I spent hours debugging this so you don't have to.

Published
•9 min read
The Print vs Return Trap That Silently Breaks Your Python Decorators
M
I'm Moussa, a Beninese Software Engineer based in Rwanda. I took what many considered an unlikely path, pivoting from Diplomacy and International Relations to Software Engineering. That career switch taught me something I carry into everything I do: the best learning happens when you're willing to start from zero. I work as a full-time software engineer and contribute to nonprofits supporting African students and sport talents in their education. I'm passionate about EdTech and AI and their potential to empower learners across Sub-Saharan Africa. Writing is how I process what I learn and give it back — every article here is something I wish I'd found when I was figuring it out myself.
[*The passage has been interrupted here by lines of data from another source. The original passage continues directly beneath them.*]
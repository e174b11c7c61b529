//! # Transformation Engine
//!
//! The three mappings between representations of a project layout, plus the
//! checks that run between them.
//!
//! | From | To | Type |
//! |------|----|------|
//! | Blueprint text | Tree | [`Parser`] |
//! | Tree | Blueprint text | [`Parser::serialize`] / [`Parser::write`] |
//! | Tree | Folder on disk | [`Generator`] |
//! | Folder on disk | Tree | [`Reverser`] |
//!
//! [`Validator`] prunes reserved entries and rejects unsafe trees before
//! generation. [`sync`] removes folder entries a blueprint no longer names.
//!
//! All operations are synchronous and take a [`CancelToken`](crate::domain::CancelToken)
//! through `with_cancel`.

mod generator;
mod parser;
mod reverser;
pub mod sync;
mod validator;

pub use generator::{GenerateError, GenerateFailure, GenerateOptions, Generator};
pub use parser::{
    sanitize_name, serialize, Diagnostic, ParseError, Parsed, Parser, BLUEPRINT_EXTENSION,
};
pub use reverser::{insert_path, ReverseError, Reverser};
pub use validator::{ValidationError, ValidationReport, Validator, DEFAULT_RESERVED};
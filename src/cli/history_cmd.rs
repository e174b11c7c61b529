//! `blueprint history` - list, undo, redo and clear recorded operations

use anyhow::Result;
use clap::Subcommand;
use tracing::debug;

use super::ai::load_source;
use super::output::Output;
use crate::domain::{Operation, OperationKind};
use crate::service::Service;
use crate::storage::{History, HistoryError, Workspace};

#[derive(Subcommand, Debug)]
pub enum HistoryCommands {
    /// List recorded operations, oldest first
    List {
        /// Show undone operations waiting for redo instead
        #[arg(long)]
        undo_stack: bool,
    },

    /// Delete what the last operation created
    Undo {
        /// Actually undo; without it the undo is only previewed
        #[arg(long, short = 'y')]
        confirm: bool,
    },

    /// Recreate the last undone operation
    Redo,

    /// Forget all recorded and undone operations
    Clear {
        /// Actually clear; without it nothing is removed
        #[arg(long, short = 'y')]
        confirm: bool,
    },
}

pub fn run(cmd: HistoryCommands, output: &Output, workspace: &Workspace) -> Result<()> {
    let history = workspace.history();

    let result = match cmd {
        HistoryCommands::List { undo_stack } => list(output, &history, undo_stack),
        HistoryCommands::Undo { confirm } => undo(output, workspace, &history, confirm),
        HistoryCommands::Redo => redo(output, workspace, &history),
        HistoryCommands::Clear { confirm } => clear(output, &history, confirm),
    };

    match result {
        Err(HistoryError::Empty(which)) => {
            output.success(&which.to_string());
            Ok(())
        }
        other => other.map_err(Into::into),
    }
}

fn list(output: &Output, history: &History, undo_stack: bool) -> Result<(), HistoryError> {
    let ops = if undo_stack {
        history.list_undo_stack()?
    } else {
        history.list()?
    };

    if output.is_json() {
        output.data(&ops);
        return Ok(());
    }

    if ops.is_empty() {
        if undo_stack {
            println!("No undone operations.");
        } else {
            println!("No recorded operations.");
        }
        return Ok(());
    }

    println!("{:<4} {:<20} {:<13} {:<40} DETAILS", "#", "WHEN", "KIND", "TARGET");
    println!("{}", "-".repeat(100));
    for (i, op) in ops.iter().enumerate() {
        let when = op
            .timestamp
            .map(|t| t.format("%Y-%m-%d %H:%M:%S").to_string())
            .unwrap_or_else(|| "-".to_string());
        println!(
            "{:<4} {:<20} {:<13} {:<40} {}",
            i + 1,
            when,
            op.kind,
            op.target.display(),
            details(op)
        );
    }

    if undo_stack {
        println!();
        println!("'blueprint history redo' recreates the last entry");
    }

    Ok(())
}

fn details(op: &Operation) -> String {
    let mut parts = Vec::new();

    if op.receipt.is_some() {
        let (dirs, files) = op.created_counts();
        parts.push(format!("{} dirs, {} files", dirs, files));
    }
    if let Some(blueprint) = &op.blueprint_path {
        parts.push(format!("from {}", blueprint.display()));
    }
    if let Some(prompt) = op.prompt_preview(40) {
        parts.push(format!("prompt \"{}\"", prompt));
    }
    if op.meta.get("partial").is_some_and(|v| v == "true") {
        parts.push("partial".to_string());
    }

    parts.join("; ")
}

fn undo(
    output: &Output,
    workspace: &Workspace,
    history: &History,
    confirm: bool,
) -> Result<(), HistoryError> {
    if !confirm {
        return preview_undo(output, history);
    }

    let report = Service::for_workspace(workspace).undo()?;
    let op = &report.operation;

    if output.is_json() {
        output.data(&report);
        return Ok(());
    }

    for failure in &report.failures {
        output.warn(&format!(
            "could not remove {}: {}",
            failure.path.display(),
            failure.error
        ));
    }
    output.success(&format!("Undid {} {}", op.kind, op.target.display()));
    if op.kind.is_recreatable() {
        println!("'blueprint history redo' reapplies it");
    }

    Ok(())
}

fn preview_undo(output: &Output, history: &History) -> Result<(), HistoryError> {
    let ops = history.list()?;
    let Some(last) = ops.last() else {
        return Err(HistoryError::Empty(crate::storage::HistoryEmpty::Undo));
    };

    if output.is_json() {
        output.data(&serde_json::json!({
            "confirmed": false,
            "operation": last,
        }));
        return Ok(());
    }

    println!("Will undo: [{}] {}", last.kind, last.target.display());
    if last.kind.rolls_back_receipt() {
        let (dirs, files) = last.created_counts();
        println!("  deletes {} files and {} directories", files, dirs);
    } else {
        println!("  deletes {}", last.target.display());
    }
    if let Some(blueprint) = &last.blueprint_path {
        println!("  can be recreated from {}", blueprint.display());
    }
    if last.source_prompt.is_some() {
        println!("  can be recreated from its prompt");
    }
    println!();
    println!("Run 'blueprint history undo --confirm' to proceed");

    Ok(())
}

fn redo(output: &Output, workspace: &Workspace, history: &History) -> Result<(), HistoryError> {
    let mut service = Service::for_workspace(workspace);

    let needs_source = history
        .list_undo_stack()?
        .last()
        .is_some_and(|op| matches!(op.kind, OperationKind::AiApply | OperationKind::AiBlueprint));
    if needs_source {
        match load_source(workspace, None) {
            Ok(source) => service = service.with_source(Box::new(source)),
            Err(e) => debug!(error = %e, "no blueprint source available for redo"),
        }
    }

    let op = service.redo()?;

    if output.is_json() {
        output.data(&op);
    } else {
        output.success(&format!("Redid {} {}", op.kind, op.target.display()));
    }

    Ok(())
}

fn clear(output: &Output, history: &History, confirm: bool) -> Result<(), HistoryError> {
    let recorded = history.list()?.len();
    let undone = history.list_undo_stack()?.len();

    if !confirm {
        if output.is_json() {
            output.data(&serde_json::json!({
                "confirmed": false,
                "recorded": recorded,
                "undone": undone,
            }));
        } else {
            println!(
                "Will forget {} recorded and {} undone operations. Files on disk are kept.",
                recorded, undone
            );
            println!("Run 'blueprint history clear --confirm' to proceed");
        }
        return Ok(());
    }

    history.clear()?;
    output.success(&format!(
        "Cleared {} recorded and {} undone operations",
        recorded, undone
    ));
    Ok(())
}
//! `blueprint reverse`

use std::path::{Path, PathBuf};

use anyhow::{Context, Result};

use super::output::Output;
use crate::engine::BLUEPRINT_EXTENSION as EXTENSION;
use crate::service::Service;
use crate::storage::Workspace;

pub fn run(
    output: &Output,
    workspace: &Workspace,
    input_dir: &Path,
    target: Option<&Path>,
    dry_run: bool,
) -> Result<()> {
    let base = base_name(input_dir)?;
    let path = resolve_output_path(&base, target);

    let service = Service::for_workspace(workspace);
    let outcome = service.reverse(input_dir, &path, dry_run)?;
    let (dirs, files) = outcome.tree.stats();

    if output.is_json() {
        output.data(&serde_json::json!({
            "source": input_dir.display().to_string(),
            "target": outcome.path.display().to_string(),
            "dry_run": dry_run,
            "directories": dirs,
            "files": files,
            "blueprint": outcome.text,
        }));
    } else if dry_run {
        print!("{}", outcome.text);
    } else {
        output.success(&format!(
            "Wrote {} ({} directories, {} files)",
            outcome.path.display(),
            dirs,
            files
        ));
    }

    Ok(())
}

fn base_name(dir: &Path) -> Result<String> {
    if let Some(name) = dir.file_name() {
        return Ok(name.to_string_lossy().into_owned());
    }

    let resolved = dir
        .canonicalize()
        .with_context(|| format!("Failed to resolve {}", dir.display()))?;
    Ok(resolved
        .file_name()
        .map(|n| n.to_string_lossy().into_owned())
        .unwrap_or_else(|| "root".to_string()))
}

/// Where a reversed blueprint goes.
///
/// - nothing given: `<base>.struct` in the current directory
/// - a `.struct` path: used as is
/// - an existing directory or a path ending in `/`: `<dir>/<base>.struct`
/// - a path without extension: `.struct` appended
/// - anything else: used as is
pub fn resolve_output_path(base: &str, target: Option<&Path>) -> PathBuf {
    let file_name = format!("{}.{}", base, EXTENSION);

    let Some(target) = target else {
        return PathBuf::from(file_name);
    };

    if target.extension().is_some_and(|ext| ext == EXTENSION) {
        return target.to_path_buf();
    }

    let raw = target.to_string_lossy();
    if raw.ends_with('/') || raw.ends_with(std::path::MAIN_SEPARATOR) || target.is_dir() {
        return target.join(file_name);
    }

    if target.extension().is_none() {
        return target.with_extension(EXTENSION);
    }

    target.to_path_buf()
}
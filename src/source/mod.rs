//! # Blueprint Sources
//!
//! Anything that can turn a natural-language prompt into blueprint text.
//! The generation pipeline itself lives outside this crate; it is reached
//! through plugins.
//!
//! ## Plugins
//!
//! Plugins are separate binaries that communicate via JSON over stdin/stdout,
//! so they can be written in any language. They are discovered in two
//! locations:
//! 1. `.blueprint/plugins/` - Workspace-local plugins
//! 2. `$PATH` - System-wide plugins
//!
//! ## Protocol
//!
//! ```text
//! CLI                              Plugin Binary
//!  │                                   │
//!  ├── Spawn: blueprint-source-openai  │
//!  │                                   │
//!  ├── Stdin: {"operation": "generate", "params": {"prompt": "..."}}
//!  │                                   │
//!  └── Stdout: {"success": true, "data": {"blueprint": "..."}}
//! ```
//!
//! Every plugin must support `--manifest` to declare its capabilities.

mod loader;
mod protocol;

use anyhow::{Context, Result};

pub use loader::{PluginInfo, PluginLoader, PLUGIN_PREFIX};
pub use protocol::{GenerateData, PluginManifest, PluginRequest, PluginResponse, GENERATE};

/// Produces blueprint text from a prompt
pub trait BlueprintSource {
    /// Name shown in logs and errors
    fn name(&self) -> &str;

    /// Returns blueprint text for `prompt`
    fn generate(&self, prompt: &str) -> Result<String>;
}

/// A blueprint source backed by an external plugin
#[derive(Debug)]
pub struct PluginSource {
    loader: PluginLoader,
    name: String,
}

impl PluginSource {
    /// Uses the plugin `name` (without prefix) from an already discovered loader
    pub fn new(loader: PluginLoader, name: impl Into<String>) -> Result<Self> {
        let name = name.into();
        if loader.get(&name).is_none() {
            anyhow::bail!(
                "Plugin not found: {}{} (looked in plugin directories and PATH)",
                PLUGIN_PREFIX,
                name
            );
        }
        Ok(Self { loader, name })
    }

    pub fn manifest(&self) -> Result<PluginManifest> {
        self.loader.manifest(&self.name)
    }
}

impl BlueprintSource for PluginSource {
    fn name(&self) -> &str {
        &self.name
    }

    fn generate(&self, prompt: &str) -> Result<String> {
        let response = self
            .loader
            .execute(&self.name, &PluginRequest::generate(prompt))?;

        if !response.success {
            anyhow::bail!(
                "Plugin {} failed: {}",
                self.name,
                response.error.as_deref().unwrap_or("unknown error")
            );
        }

        let data = response
            .data
            .with_context(|| format!("Plugin {} returned no data", self.name))?;
        let data: GenerateData = serde_json::from_value(data)
            .with_context(|| format!("Plugin {} returned no blueprint", self.name))?;

        Ok(data.blueprint)
    }
}

#[cfg(all(test, unix))]
mod tests {
    use super::*;
    use std::fs;
    use std::os::unix::fs::PermissionsExt;
    use tempfile::TempDir;

    const SCRIPT: &str = r#"#!/bin/sh
if [ "$1" = "--manifest" ]; then
  echo '{"name":"blueprint-source-canned","version":"0.1.0","operations":["generate"]}'
  exit 0
fi
read line
case "$line" in
  *fail*) echo '{"success":false,"error":"quota exceeded"}' ;;
  *) printf '%s\n' '{"success":true,"data":{"blueprint":"app/\n\tsrc/\n"}}' ;;
esac
"#;

    fn canned() -> (TempDir, PluginSource) {
        let dir = TempDir::new().unwrap();
        let path = dir.path().join("blueprint-source-canned");
        fs::write(&path, SCRIPT).unwrap();
        fs::set_permissions(&path, fs::Permissions::from_mode(0o755)).unwrap();

        let mut loader = PluginLoader::new();
        loader.add_plugin_dir(dir.path());
        loader.discover().unwrap();

        let source = PluginSource::new(loader, "canned").unwrap();
        (dir, source)
    }

    #[test]
    fn plugin_returns_blueprint() {
        let (_dir, source) = canned();
        let text = source.generate("a small app").unwrap();
        assert_eq!(text, "app/\n\tsrc/\n");
    }

    #[test]
    fn plugin_failure_is_reported() {
        let (_dir, source) = canned();
        let err = source.generate("please fail").unwrap_err();
        assert!(err.to_string().contains("quota exceeded"));
    }

    #[test]
    fn plugin_manifest() {
        let (_dir, source) = canned();
        let manifest = source.manifest().unwrap();
        assert!(manifest.supports(GENERATE));
    }

    #[test]
    fn unknown_plugin_is_rejected() {
        let err = PluginSource::new(PluginLoader::new(), "missing").unwrap_err();
        assert!(err.to_string().contains("blueprint-source-missing"));
    }
}
//! JSONL storage for operation logs
//!
//! One JSON object per line. Appends go straight to the end of the file;
//! popping the last record rewrites the file through a temp file and rename.
//! Uses file locking for concurrent access safety.

use std::fs::{self, File, OpenOptions};
use std::io::{BufRead, BufReader, BufWriter, Write};
use std::path::{Path, PathBuf};

use anyhow::{Context, Result};
use fs2::FileExt;
use tracing::warn;

use crate::domain::Operation;

/// A line of the log that could not be decoded
#[derive(Debug)]
pub struct CorruptLine {
    pub line: usize,
    pub error: serde_json::Error,
}

/// Append-only log of operations
#[derive(Debug, Clone)]
pub struct OperationLog {
    path: PathBuf,
}

impl OperationLog {
    /// Creates a log at the given path
    pub fn new(path: impl Into<PathBuf>) -> Self {
        Self { path: path.into() }
    }

    /// Returns the path to the log file
    pub fn path(&self) -> &Path {
        &self.path
    }

    /// Reads the non-blank lines of the log with their 1-based file line
    fn read_lines(&self) -> Result<Vec<(usize, String)>> {
        if !self.path.exists() {
            return Ok(Vec::new());
        }

        let file = File::open(&self.path)
            .with_context(|| format!("Failed to open log: {}", self.path.display()))?;

        // Acquire shared lock for reading
        file.lock_shared()
            .context("Failed to acquire read lock on log")?;

        let reader = BufReader::new(&file);
        let mut lines = Vec::new();

        for (line_num, line) in reader.lines().enumerate() {
            let line = line.with_context(|| format!("Failed to read line {}", line_num + 1))?;
            if !line.trim().is_empty() {
                lines.push((line_num + 1, line));
            }
        }

        Ok(lines)
    }

    /// Reads every decodable operation, oldest first.
    ///
    /// Lines that fail to decode are skipped with a warning.
    pub fn read_all(&self) -> Result<Vec<Operation>> {
        let (ops, corrupt) = self.read_checked()?;
        for bad in corrupt {
            warn!(
                path = %self.path.display(),
                line = bad.line,
                error = %bad.error,
                "skipping unreadable log entry"
            );
        }
        Ok(ops)
    }

    /// Reads every operation, returning undecodable lines separately
    pub fn read_checked(&self) -> Result<(Vec<Operation>, Vec<CorruptLine>)> {
        let mut ops = Vec::new();
        let mut corrupt = Vec::new();

        for (line, text) in self.read_lines()? {
            match serde_json::from_str(&text) {
                Ok(op) => ops.push(op),
                Err(error) => corrupt.push(CorruptLine { line, error }),
            }
        }

        Ok((ops, corrupt))
    }

    /// Returns the newest raw line, if any, with its 1-based file line
    pub fn last_line(&self) -> Result<Option<(usize, String)>> {
        Ok(self.read_lines()?.pop())
    }

    /// Returns true if the log holds no records
    pub fn is_empty(&self) -> Result<bool> {
        Ok(self.read_lines()?.is_empty())
    }

    /// Appends a single operation
    pub fn append(&self, op: &Operation) -> Result<()> {
        // Ensure parent directory exists
        if let Some(parent) = self.path.parent() {
            fs::create_dir_all(parent)
                .with_context(|| format!("Failed to create directory: {}", parent.display()))?;
        }

        let file = OpenOptions::new()
            .create(true)
            .append(true)
            .open(&self.path)
            .with_context(|| format!("Failed to open log: {}", self.path.display()))?;

        // Acquire exclusive lock
        file.lock_exclusive()
            .context("Failed to acquire write lock on log")?;

        let mut writer = BufWriter::new(&file);
        let line = serde_json::to_string(op).context("Failed to serialize operation")?;
        writeln!(writer, "{}", line).context("Failed to write operation")?;

        writer.flush().context("Failed to flush log")?;

        Ok(())
    }

    /// Drops the newest record. Returns false if the log was already empty.
    pub fn pop_last(&self) -> Result<bool> {
        let mut lines = self.read_lines()?;
        if lines.pop().is_none() {
            return Ok(false);
        }
        let lines: Vec<String> = lines.into_iter().map(|(_, text)| text).collect();
        self.write_lines(&lines)?;
        Ok(true)
    }

    /// Rewrites the log with the given lines (atomic)
    fn write_lines(&self, lines: &[String]) -> Result<()> {
        if let Some(parent) = self.path.parent() {
            fs::create_dir_all(parent)
                .with_context(|| format!("Failed to create directory: {}", parent.display()))?;
        }

        // Write to temp file first
        let temp_path = self.path.with_extension("jsonl.tmp");

        {
            let file = OpenOptions::new()
                .write(true)
                .create(true)
                .truncate(true)
                .open(&temp_path)
                .with_context(|| format!("Failed to create temp file: {}", temp_path.display()))?;

            file.lock_exclusive()
                .context("Failed to acquire write lock on log")?;

            let mut writer = BufWriter::new(&file);
            for line in lines {
                writeln!(writer, "{}", line).context("Failed to write operation")?;
            }

            writer.flush().context("Failed to flush log")?;
        }

        // Atomic rename
        fs::rename(&temp_path, &self.path).with_context(|| {
            format!(
                "Failed to rename {} to {}",
                temp_path.display(),
                self.path.display()
            )
        })?;

        Ok(())
    }

    /// Deletes the log file. Missing files are fine.
    pub fn clear(&self) -> Result<()> {
        match fs::remove_file(&self.path) {
            Ok(()) => Ok(()),
            Err(e) if e.kind() == std::io::ErrorKind::NotFound => Ok(()),
            Err(e) => {
                Err(e).with_context(|| format!("Failed to remove log: {}", self.path.display()))
            }
        }
    }
}
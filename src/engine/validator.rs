//! Tree checks before generation
//!
//! Reserved entries (VCS metadata, dependency folders, build output) are
//! pruned from the tree with a report instead of failing. Duplicate sibling
//! paths and tokens that try to escape the output directory are errors.

use std::collections::HashSet;
use std::path::Path;

use thiserror::Error;
use tracing::debug;

use crate::domain::{Node, Tree};

/// Names managed by tools rather than by blueprints
pub const DEFAULT_RESERVED: &[&str] = &[
    ".git",
    "node_modules",
    "vendor",
    ".next",
    ".nuxt",
    "dist",
    "build",
    ".cache",
    "__pycache__",
    ".venv",
    "venv",
];

#[derive(Debug, Error, PartialEq)]
pub enum ValidationError {
    #[error("Duplicate path in blueprint: {0}")]
    DuplicatePath(String),

    #[error("Path traversal detected: {0}")]
    Traversal(String),
}

/// What validation removed from the tree
#[derive(Debug, Clone, Default, PartialEq, Eq)]
pub struct ValidationReport {
    /// Slash-separated paths (below the root) of pruned reserved entries
    pub skipped: Vec<String>,
}

impl ValidationReport {
    pub fn is_clean(&self) -> bool {
        self.skipped.is_empty()
    }
}

/// Validates and prunes trees
#[derive(Debug, Clone)]
pub struct Validator {
    reserved: Vec<String>,
    allow_reserved: bool,
}

impl Default for Validator {
    fn default() -> Self {
        Self::new(DEFAULT_RESERVED.iter().copied())
    }
}

impl Validator {
    pub fn new(reserved: impl IntoIterator<Item = impl Into<String>>) -> Self {
        Self {
            reserved: reserved.into_iter().map(Into::into).collect(),
            allow_reserved: false,
        }
    }

    /// Keeps reserved entries instead of pruning them
    pub fn allow_reserved(mut self, allow: bool) -> Self {
        self.allow_reserved = allow;
        self
    }

    pub fn reserved(&self) -> &[String] {
        &self.reserved
    }

    pub fn is_reserved(&self, name: &str) -> bool {
        self.reserved.iter().any(|r| r.eq_ignore_ascii_case(name))
    }

    /// Prunes reserved entries, then checks for duplicates and traversal
    pub fn validate(&self, tree: &mut Tree) -> Result<ValidationReport, ValidationError> {
        let mut report = ValidationReport::default();

        if !self.allow_reserved {
            self.prune(&mut tree.root, "", &mut report.skipped);
            for path in &report.skipped {
                debug!(path = %path, "reserved entry skipped");
            }
        }

        check(&tree.root, "")?;
        Ok(report)
    }

    fn prune(&self, node: &mut Node, prefix: &str, skipped: &mut Vec<String>) {
        node.children.retain(|child| {
            if self.is_reserved(&child.name) {
                skipped.push(join(prefix, &child.name));
                false
            } else {
                true
            }
        });

        for child in &mut node.children {
            let path = join(prefix, &child.name);
            self.prune(child, &path, skipped);
        }
    }
}

fn join(prefix: &str, name: &str) -> String {
    if prefix.is_empty() {
        name.to_string()
    } else {
        format!("{}/{}", prefix, name)
    }
}

fn is_traversal(raw: &str) -> bool {
    let raw = raw.trim();
    raw.is_empty() || raw.starts_with("..") || Path::new(raw).is_absolute()
}

fn check(node: &Node, prefix: &str) -> Result<(), ValidationError> {
    let mut seen = HashSet::new();

    for child in &node.children {
        let path = join(prefix, &child.name);

        if !seen.insert(child.name.as_str()) {
            return Err(ValidationError::DuplicatePath(path));
        }
        if is_traversal(&child.original_text) {
            return Err(ValidationError::Traversal(child.original_text.clone()));
        }

        check(child, &path)?;
    }

    Ok(())
}

#[cfg(test)]
mod tests {
    use super::*;
    use crate::engine::parser::Parser;

    fn tree(text: &str) -> Tree {
        Parser::new().parse_str(text, "app").unwrap().tree
    }

    #[test]
    fn clean_tree_passes() {
        let mut t = tree("app/\n\tsrc/\n\t\tmain.rs\n");
        let report = Validator::default().validate(&mut t).unwrap();
        assert!(report.is_clean());
    }

    #[test]
    fn reserved_entries_are_pruned() {
        let mut t = tree("app/\n\tnode_modules/\n\t\tleft-pad/\n\tweb/\n\t\t.GIT/\n\tindex.js\n");
        let report = Validator::default().validate(&mut t).unwrap();

        assert_eq!(report.skipped, vec!["node_modules", "web/.GIT"]);
        assert!(t.root.child("node_modules").is_none());
        assert!(t.root.child("web").unwrap().children.is_empty());
        assert!(t.root.child("index.js").is_some());
    }

    #[test]
    fn reserved_entries_can_be_allowed() {
        let mut t = tree("app/\n\tdist/\n");
        let report = Validator::default()
            .allow_reserved(true)
            .validate(&mut t)
            .unwrap();

        assert!(report.is_clean());
        assert!(t.root.child("dist").is_some());
    }

    #[test]
    fn custom_reserved_list() {
        let mut t = tree("app/\n\ttmp/\n\tdist/\n");
        let report = Validator::new(["tmp"]).validate(&mut t).unwrap();

        assert_eq!(report.skipped, vec!["tmp"]);
        assert!(t.root.child("dist").is_some());
    }

    #[test]
    fn duplicate_siblings_fail() {
        let mut t = tree("app/\n\tsrc/\n\tsrc/\n");
        let err = Validator::default().validate(&mut t).unwrap_err();
        assert_eq!(err, ValidationError::DuplicatePath("src".to_string()));
    }

    #[test]
    fn same_name_in_different_folders_is_fine() {
        let mut t = tree("app/\n\ta/\n\t\tmod.rs\n\tb/\n\t\tmod.rs\n");
        assert!(Validator::default().validate(&mut t).is_ok());
    }

    #[test]
    fn traversal_tokens_fail() {
        let mut t = tree("app/\n\t../secrets.txt\n");
        let err = Validator::default().validate(&mut t).unwrap_err();
        assert_eq!(err, ValidationError::Traversal("../secrets.txt".to_string()));
    }
}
Fun facts: I'm a certified IJF judo instructor, I taught myself English through YouTube, and I'm always one rabbit hole away from picking up something new.

When I was learning about decorators, I kept running into the same frustrating problem: my decorated function kept returning None. The decorator looked right. The function looked right. But the values just... vanished.

It took me an embarrassingly long time to realized I was confusing print with return. And I don't think I'm alone as this is the single most common bug when learning decorators, especially you're coming from JavaScript where console.log is your best friend.

Let me save you the headache.


The Difference That Changes Everything

Let's get this absolutely clear before we touch decorators.

print() sends text to the screen. That's it. It's a one-way trip. The value goes to the terminal and vanishes from the program's perspective. You can't catch it, store it, or pass it along.

return silently passes a value back to the caller. Nothing appears on the screen. The value stays inside the program where it can be stored, transformed, or used however the caller wants.

def version_a():
    print("hello")     # shows on screen, returns None

def version_b():
    return "hello"     # shows nothing, gives value to caller

These two functions look almost identical, but they behave completely differently:

# Using version_a:
x = version_a()         # "hello" appears on screen
print(x)                # None  <-- the value is GONE
print(type(x))          # <class 'NoneType'>

# Using version_b:
y = version_b()         # nothing appears on screen
print(y)                # hello  <-- the value is HERE
print(y.upper())        # HELLO  <-- we can transform it
print(len(y))           # 5     <-- we can use it

Think of it this way: print() is like shouting something in a room. Everyone hears it, but you can't unsay it or hand it to someone specific. return is like writing something on a note and handing it to the person who asked. They can read it, pass it on, or put it in their pocket for later.


Why This Breaks Decorators

A decorator's wrapper function is a middleman. It sits between the caller and the original function. Whatever the original function returns, the wrapper has to catch and pass along. If it doesn't, the value disappears.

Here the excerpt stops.